| Task item |
Transcribe the data. Leave out nothing.

| Exercise data |
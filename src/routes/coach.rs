use axum::{Json, Router, extract::State, routing::get};

use crate::{
    dto::{ApiResponse, coach::CoachReportView},
    error::AppError,
    routes::current_user::CurrentUser,
    services::coach_service,
    state::SharedState,
};

/// AI coaching report routes.
pub fn router() -> Router<SharedState> {
    Router::new().route("/coach/report", get(get_report).post(generate_report))
}

/// Regenerate the coaching report from the most recent touches.
#[utoipa::path(
    post,
    path = "/coach/report",
    tag = "coach",
    responses(
        (status = 200, description = "Fresh report", body = ApiResponse<CoachReportView>),
        (status = 400, description = "No recorded touches to analyze"),
        (status = 402, description = "Completion service quota exhausted"),
        (status = 429, description = "Completion service rate limit reached"),
        (status = 502, description = "Completion service failed or returned an unusable report"),
        (status = 503, description = "AI coaching is not configured")
    )
)]
pub async fn generate_report(
    State(state): State<SharedState>,
    user: CurrentUser,
) -> Result<Json<ApiResponse<CoachReportView>>, AppError> {
    let report = coach_service::generate_report(&state, user.id()).await?;
    Ok(Json(ApiResponse::new(report)))
}

/// Last generated coaching report.
#[utoipa::path(
    get,
    path = "/coach/report",
    tag = "coach",
    responses(
        (status = 200, description = "Cached report", body = ApiResponse<CoachReportView>),
        (status = 404, description = "No report generated yet")
    )
)]
pub async fn get_report(
    State(state): State<SharedState>,
    user: CurrentUser,
) -> Result<Json<ApiResponse<CoachReportView>>, AppError> {
    let report = coach_service::get_report(&state, user.id()).await?;
    Ok(Json(ApiResponse::new(report)))
}
use mongodb::error::Error as MongoError;
use thiserror::Error;
use uuid::Uuid;

/// Result alias for MongoDB operations.
pub type MongoResult<T> = std::result::Result<T, MongoDaoError>;

/// Failures raised by the MongoDB backend.
#[derive(Debug, Error)]
pub enum MongoDaoError {
    #[error("missing MongoDB environment variable `{var}`")]
    MissingEnvVar { var: &'static str },
    #[error("failed to parse MongoDB connection URI `{uri}`")]
    InvalidUri {
        uri: String,
        #[source]
        source: MongoError,
    },
    #[error("failed to build MongoDB client from options")]
    ClientConstruction {
        #[source]
        source: MongoError,
    },
    #[error("MongoDB did not answer a ping on `{database}`")]
    InitialPing {
        database: String,
        #[source]
        source: MongoError,
    },
    #[error("MongoDB ping health check failed")]
    HealthPing {
        #[source]
        source: MongoError,
    },
    #[error("failed to ensure index `{index}` on collection `{collection}`")]
    EnsureIndex {
        collection: &'static str,
        index: &'static str,
        #[source]
        source: MongoError,
    },
    #[error("failed to save match `{id}`")]
    SaveMatch {
        id: Uuid,
        #[source]
        source: MongoError,
    },
    #[error("failed to load match `{id}`")]
    LoadMatch {
        id: Uuid,
        #[source]
        source: MongoError,
    },
    #[error("failed to list matches")]
    ListMatches {
        #[source]
        source: MongoError,
    },
    #[error("failed to delete match `{id}`")]
    DeleteMatch {
        id: Uuid,
        #[source]
        source: MongoError,
    },
    #[error("failed to save point `{id}`")]
    SavePoint {
        id: Uuid,
        #[source]
        source: MongoError,
    },
    #[error("failed to load points of match `{match_id}`")]
    LoadPoints {
        match_id: Uuid,
        #[source]
        source: MongoError,
    },
    #[error("failed to load recent points")]
    RecentPoints {
        #[source]
        source: MongoError,
    },
    #[error("failed to delete point `{id}`")]
    DeletePoint {
        id: Uuid,
        #[source]
        source: MongoError,
    },
    #[error("failed to save coaching report")]
    SaveReport {
        #[source]
        source: MongoError,
    },
    #[error("failed to load coaching report")]
    LoadReport {
        #[source]
        source: MongoError,
    },
    #[error("stored document `{id}` has a malformed identifier")]
    MalformedId { id: String },
}
use axum::Router;

use crate::state::SharedState;

pub mod auth;
pub mod coach;
pub mod current_user;
pub mod docs;
pub mod health;
pub mod matches;
pub mod points;
pub mod session;
pub mod taxonomy;

/// Compose all route trees and wire in the shared state.
pub fn router(state: SharedState) -> Router<()> {
    health::router()
        .merge(taxonomy::router())
        .merge(auth::router())
        .merge(matches::router())
        .merge(points::router())
        .merge(session::router())
        .merge(coach::router())
        .merge(docs::router())
        .with_state(state)
}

| Final answer |
filename src/routes/coach.rs
use axum::{Json, Router, extract::State, routing::get};

use crate::{
    dto::{ApiResponse, coach::CoachReportView},
    error::AppError,
    routes::current_user::CurrentUser,
    services::coach_service,
    state::SharedState,
};

/// AI coaching report routes.
pub fn router() -> Router<SharedState> {
    Router::new().route("/coach/report", get(get_report).post(generate_report))
}

/// Regenerate the coaching report from the most recent touches.
#[utoipa::path(
    post,
    path = "/coach/report",
    tag = "coach",
    responses(
        (status = 200, description = "Fresh report", body = ApiResponse<CoachReportView>),
        (status = 400, description = "No recorded touches to analyze"),
        (status = 402, description = "Completion service quota exhausted"),
        (status = 429, description = "Completion service rate limit reached"),
        (status = 502, description = "Completion service failed or returned an unusable report"),
        (status = 503, description = "AI coaching is not configured")
    )
)]
pub async fn generate_report(
    State(state): State<SharedState>,
    user: CurrentUser,
) -> Result<Json<ApiResponse<CoachReportView>>, AppError> {
    let report = coach_service::generate_report(&state, user.id()).await?;
    Ok(Json(ApiResponse::new(report)))
}

/// Last generated coaching report.
#[utoipa::path(
    get,
    path = "/coach/report",
    tag = "coach",
    responses(
        (status = 200, description = "Cached report", body = ApiResponse<CoachReportView>),
        (status = 404, description = "No report generated yet")
    )
)]
pub async fn get_report(
    State(state): State<SharedState>,
    user: CurrentUser,
) -> Result<Json<ApiResponse<CoachReportView>>, AppError> {
    let report = coach_service::get_report(&state, user.id()).await?;
    Ok(Json(ApiResponse::new(report)))
}
use mongodb::error::Error as MongoError;
use thiserror::Error;
use uuid::Uuid;

/// Result alias for MongoDB operations.
pub type MongoResult<T> = std::result::Result<T, MongoDaoError>;

/// Failures raised by the MongoDB backend.
#[derive(Debug, Error)]
pub enum MongoDaoError {
    #[error("missing MongoDB environment variable `{var}`")]
    MissingEnvVar { var: &'static str },
    #[error("failed to parse MongoDB connection URI `{uri}`")]
    InvalidUri {
        uri: String,
        #[source]
        source: MongoError,
    },
    #[error("failed to build MongoDB client from options")]
    ClientConstruction {
        #[source]
        source: MongoError,
    },
    #[error("MongoDB did not answer a ping on `{database}`")]
    InitialPing {
        database: String,
        #[source]
        source: MongoError,
    },
    #[error("MongoDB ping health check failed")]
    HealthPing {
        #[source]
        source: MongoError,
    },
    #[error("failed to ensure index `{index}` on collection `{collection}`")]
    EnsureIndex {
        collection: &'static str,
        index: &'static str,
        #[source]
        source: MongoError,
    },
    #[error("failed to save match `{id}`")]
    SaveMatch {
        id: Uuid,
        #[source]
        source: MongoError,
    },
    #[error("failed to load match `{id}`")]
    LoadMatch {
        id: Uuid,
        #[source]
        source: MongoError,
    },
    #[error("failed to list matches")]
    ListMatches {
        #[source]
        source: MongoError,
    },
    #[error("failed to delete match `{id}`")]
    DeleteMatch {
        id: Uuid,
        #[source]
        source: MongoError,
    },
    #[error("failed to save point `{id}`")]
    SavePoint {
        id: Uuid,
        #[source]
        source: MongoError,
    },
    #[error("failed to load points of match `{match_id}`")]
    LoadPoints {
        match_id: Uuid,
        #[source]
        source: MongoError,
    },
    #[error("failed to load recent points")]
    RecentPoints {
        #[source]
        source: MongoError,
    },
    #[error("failed to delete point `{id}`")]
    DeletePoint {
        id: Uuid,
        #[source]
        source: MongoError,
    },
    #[error("failed to save coaching report")]
    SaveReport {
        #[source]
        source: MongoError,
    },
    #[error("failed to load coaching report")]
    LoadReport {
        #[source]
        source: MongoError,
    },
    #[error("stored document `{id}` has a malformed identifier")]
    MalformedId { id: String },
}
use axum::Router;

use crate::state::SharedState;

pub mod auth;
pub mod coach;
pub mod current_user;
pub mod docs;
pub mod health;
pub mod matches;
pub mod points;
pub mod session;
pub mod taxonomy;

/// Compose all route trees and wire in the shared state.
pub fn router(state: SharedState) -> Router<()> {
    health::router()
        .merge(taxonomy::router())
        .merge(auth::router())
        .merge(matches::router())
        .merge(points::router())
        .merge(session::router())
        .merge(coach::router())
        .merge(docs::router())
        .with_state(state)
}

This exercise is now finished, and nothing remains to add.